Wann ist Selbstmitgefühl hilfreich und sinnvoll?

Logisch, eigentlich kann es nie schaden, sich selbst freundlich und verständnisvoll zu behandeln.

Vor allem hilfreich ist Selbstgefühl immer dann, wenn wir uns unwohl fühlen, schwach oder unzulänglich.

Wenn wir unseren eigenen Ansprüchen nicht genügen, einen Fehler gemacht haben, wenn wir in unseren eigenen Augen unangemessen reagiert haben, wenn wir enttäuscht oder kritisiert wurden.

Wenn unsere Pläne scheitern oder wir ein Ziel verfehlen, wenn wir uns gestresst fühlen oder angespannt, wenn wir Kopfschmerzen haben oder der Magen drückt – kurz gesagt: immer dann, wenn's irgendwo weh tut oder sich einfach nicht gut anfühlt!

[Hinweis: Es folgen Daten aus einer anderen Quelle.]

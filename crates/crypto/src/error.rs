// Path: crates/crypto/src/error.rs
//! Local error types for the `revid-crypto` crate.

// Re-export the canonical error types from the types crate.
pub use revid_types::error::{AccumulatorError, CryptoError};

Und wie geht es ganz praktisch, das mit dem Selbstmitgefühl?

Ganz einfach: Indem man sich einige nette Worte sagt – entweder laut oder in Gedanken.

"Logisch, dass ich mich jetzt so gereizt und angespannt fühle. War ja auch ein langer und anstrengender Tag!"

Oder: "Ist nur natürlich, dass ich unglaublich enttäuscht bin. Das war ja auch wirklich keine nette Bemerkung vom Chef."

Selbstmitgefühl erlaubt uns: Ich fühle mich so, wie ich mich jetzt eben fühle. Und das ist ganz in Ordnung so.

Auch liebevolle Gesten tun gut: Man kann sich sanft die Hand auf eine Körperstelle legen, an der es gerade weh tut. Man kann die eigenen Hände berühren, sich für einen Moment "die Hand reichen". Man kann sich selbst umarmen. Oder die Hand auf eine Körperstelle legen, an der es sich angenehm anfühlt: Zum Beispiel auf die Stirn, auf den Bauch, auf die Herzgegend oder den Solarplexus.

"Ich bin eben auch nur ein Mensch!"

Kristin Neff betont in ihren Texten zum Thema "self-compassion" auch den Aspekt der "common humanity", der gemeinsamen Erfahrung, als Mensch zu leben.

Wir alle empfinden Schmerz und Leid. Jeder Mensch kennt Gefühle der Ohnmacht und der Unzulänglichkeit. Diese Erfahrungen verbinden uns, denn sie sind menschlich.

In dem Moment, in dem man selbst leidet, kann man sich diese Tatsache bewusst machen: Ich bin nicht die Einzige, der es gerade so geht. Auch andere leiden.

Oder ganz einfach: "Ich bin eben auch nur ein Mensch!"